Two point charges +q and −q are held at (a, 0) and (−a, 0) in x-y plane. Obtain an expression for the net electric field due to the charges at a point (0, y). Hence, find electric field at a far off point (y ≫ a).

Answer 1

Electric Field at Point \( P(0, y) \) due to a Dipole

Step 1: Distance from Point P to the Charges

Charges are placed at:

• \( +q \) at \( (a, 0) \)
• \( -q \) at \( (-a, 0) \)

 

Distance from each charge to point \( P(0, y) \) is:

\[ r_{+} = r_{-} = \sqrt{a^2 + y^2} \]

Step 2: Electric Field Due to Each Charge

The magnitude of electric field due to a point charge is given by:

\[ E = \frac{1}{4\pi\varepsilon_0} \cdot \frac{q}{r^2} \]

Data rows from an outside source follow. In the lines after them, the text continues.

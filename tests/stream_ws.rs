//! End-to-end tests for the `/ws/stream` broadcast protocol.

#![allow(clippy::panic, clippy::indexing_slicing)]

mod common;

use std::net::SocketAddr;
use std::time::Duration;

use futures_util::{SinkExt, StreamExt};
use serde_json::{Value, json};
use tokio::net::TcpStream;
use tokio_tungstenite::tungstenite::Message;
use tokio_tungstenite::{MaybeTlsStream, WebSocketStream, connect_async};

use common::{fast_generator, spawn_server, wait_for_connections, wait_until_idle};

type Client = WebSocketStream<MaybeTlsStream<TcpStream>>;

async fn connect(addr: SocketAddr) -> Client {
    let Ok((ws, _response)) = connect_async(format!("ws://{addr}/ws/stream")).await else {
        panic!("websocket handshake failed");
    };
    ws
}

async fn send_action(ws: &mut Client, action: &str) {
    let text = json!({ "action": action }).to_string();
    if ws.send(Message::text(text)).await.is_err() {
        panic!("send failed");
    }
}

/// Next text message as JSON, or `None` if nothing arrives within `wait`.
async fn try_recv_json(ws: &mut Client, wait: Duration) -> Option<Value> {
    loop {
        let msg = tokio::time::timeout(wait, ws.next()).await.ok()??;
        let Ok(msg) = msg else {
            return None;
        };
        if let Message::Text(text) = msg {
            return serde_json::from_str(text.as_str()).ok();
        }
    }
}

async fn recv_json(ws: &mut Client) -> Value {
    let Some(value) = try_recv_json(ws, Duration::from_secs(2)).await else {
        panic!("expected a message");
    };
    value
}

/// Skips `data` frames until a message of another type arrives.
async fn recv_control(ws: &mut Client) -> Value {
    loop {
        let value = recv_json(ws).await;
        if value["type"] != "data" {
            return value;
        }
    }
}

async fn recv_data(ws: &mut Client) -> Value {
    loop {
        let value = recv_json(ws).await;
        if value["type"] == "data" {
            return value;
        }
    }
}

#[tokio::test]
async fn ping_gets_pong() {
    let (addr, _state) = spawn_server(fast_generator()).await;
    let mut ws = connect(addr).await;

    send_action(&mut ws, "ping").await;
    assert_eq!(recv_json(&mut ws).await, json!({"type": "pong"}));
}

#[tokio::test]
async fn unknown_action_gets_no_reply() {
    let (addr, _state) = spawn_server(fast_generator()).await;
    let mut ws = connect(addr).await;

    send_action(&mut ws, "dance").await;
    assert!(try_recv_json(&mut ws, Duration::from_millis(200)).await.is_none());

    send_action(&mut ws, "ping").await;
    assert_eq!(recv_json(&mut ws).await, json!({"type": "pong"}));
}

#[tokio::test]
async fn start_stream_stop_scenario() {
    let (addr, state) = spawn_server(fast_generator()).await;
    let mut ws = connect(addr).await;

    send_action(&mut ws, "ping").await;
    assert_eq!(recv_json(&mut ws).await, json!({"type": "pong"}));

    send_action(&mut ws, "start").await;
    assert_eq!(
        recv_json(&mut ws).await,
        json!({"type": "status", "streaming": true})
    );
    assert!(state.stream.is_active());

    let mut last_timestamp = f64::NEG_INFINITY;
    for _ in 0..3 {
        let data = recv_data(&mut ws).await;
        assert_eq!(data["shape"], json!([100]));
        assert_eq!(data["dtype"], "float64");
        assert_eq!(data["x"].as_array().map(Vec::len), Some(100));
        assert_eq!(data["y"].as_array().map(Vec::len), Some(100));
        let Some(timestamp) = data["timestamp"].as_f64() else {
            panic!("timestamp is a number");
        };
        assert!(timestamp > last_timestamp);
        last_timestamp = timestamp;
    }

    send_action(&mut ws, "stop").await;
    assert_eq!(
        recv_control(&mut ws).await,
        json!({"type": "status", "streaming": false})
    );
    assert!(!state.stream.is_active());
    assert!(try_recv_json(&mut ws, Duration::from_millis(200)).await.is_none());
}

#[tokio::test]
async fn both_clients_receive_the_same_frame() {
    let (addr, state) = spawn_server(fast_generator()).await;
    let mut a = connect(addr).await;
    let mut b = connect(addr).await;
    assert!(wait_for_connections(&state, 2).await);

    send_action(&mut a, "start").await;
    let first_a = recv_data(&mut a).await;
    let first_b = recv_data(&mut b).await;
    let second_a = recv_data(&mut a).await;
    let second_b = recv_data(&mut b).await;

    assert_eq!(first_a["timestamp"], first_b["timestamp"]);
    assert_eq!(second_a["timestamp"], second_b["timestamp"]);
}

#[tokio::test]
async fn dropped_client_does_not_stop_others() {
    let (addr, state) = spawn_server(fast_generator()).await;
    let a = connect(addr).await;
    let mut b = connect(addr).await;
    assert!(wait_for_connections(&state, 2).await);

    send_action(&mut b, "start").await;
    recv_data(&mut b).await;

    drop(a);
    assert!(wait_for_connections(&state, 1).await);

    assert!(state.stream.is_active());
    recv_data(&mut b).await;
    recv_data(&mut b).await;
}

#[tokio::test]
async fn last_disconnect_stops_streaming() {
    let (addr, state) = spawn_server(fast_generator()).await;
    let mut ws = connect(addr).await;

    send_action(&mut ws, "start").await;
    assert_eq!(recv_json(&mut ws).await["streaming"], true);
    assert!(state.stream.is_active());

    let _ = ws.close(None).await;
    drop(ws);

    assert!(wait_until_idle(&state).await);
    assert!(state.registry.is_empty().await);
}

#[tokio::test]
async fn http_control_drives_websocket_stream() {
    let (addr, state) = spawn_server(fast_generator()).await;
    let mut ws = connect(addr).await;
    assert!(wait_for_connections(&state, 1).await);

    let client = reqwest::Client::new();
    let Ok(response) = client
        .post(format!("http://{addr}/control/start"))
        .send()
        .await
    else {
        panic!("start request failed");
    };
    assert!(response.status().is_success());

    let data = recv_data(&mut ws).await;
    assert_eq!(data["dtype"], "float64");

    let Ok(response) = client.post(format!("http://{addr}/control/stop")).send().await else {
        panic!("stop request failed");
    };
    assert!(response.status().is_success());
    assert!(!state.stream.is_active());
}
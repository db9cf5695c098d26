//! REST endpoint handlers organized by resource.

pub mod arrays;
pub mod control;
pub mod system;

use axum::Router;

use crate::app_state::AppState;

/// Composes all resource routes.
pub fn routes() -> Router<AppState> {
    Router::new()
        .merge(arrays::routes())
        .merge(control::routes())
        .merge(system::routes())
}
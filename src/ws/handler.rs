//! Axum WebSocket upgrade handler.

use axum::extract::State;
use axum::extract::ws::WebSocketUpgrade;
use axum::response::IntoResponse;

use super::connection::run_connection;
use crate::app_state::AppState;

/// `GET /ws/stream` — Upgrade HTTP connection to a streaming WebSocket.
pub async fn ws_handler(ws: WebSocketUpgrade, State(state): State<AppState>) -> impl IntoResponse {
    ws.on_upgrade(move |socket| run_connection(socket, state))
}
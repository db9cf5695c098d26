//! Data Transfer Objects for REST request/response serialization.

pub mod array_dto;
pub mod control_dto;

pub use array_dto::*;
pub use control_dto::*;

Let \( \vec{E}_+ \) and \( \vec{E}_- \) be the fields due to \( +q \) and \( -q \) respectively. They make an angle \( \theta \) with the vertical, where:

\[ \theta = \tan^{-1}\left(\frac{a}{y}\right) \]

Because of symmetry:

• The horizontal components (\( E_x \)) cancel each other.
• The vertical components (\( E_y \)) add up.

 

Vertical component of the field due to one charge:

\[ E_{y\pm} = \frac{1}{4\pi\varepsilon_0} \cdot \frac{q y}{(a^2 + y^2)^{3/2}} \]

Net vertical electric field at point \( P \):

\[ E_{\text{net}} = 2 E_{y\pm} = \frac{1}{2\pi\varepsilon_0} \cdot \frac{q y}{(a^2 + y^2)^{3/2}} \]

Step 3: At a Far-Off Point (\( y \gg a \))

If \( y \gg a \), then \( a^2 + y^2 \approx y^2 \). So,

\[ E_{\text{far}} = \frac{1}{2\pi\varepsilon_0} \cdot \frac{q}{y^2} \]

Conclusion:

At large distances along the y-axis, the electric field due to the dipole varies as \( \frac{1}{y^2} \).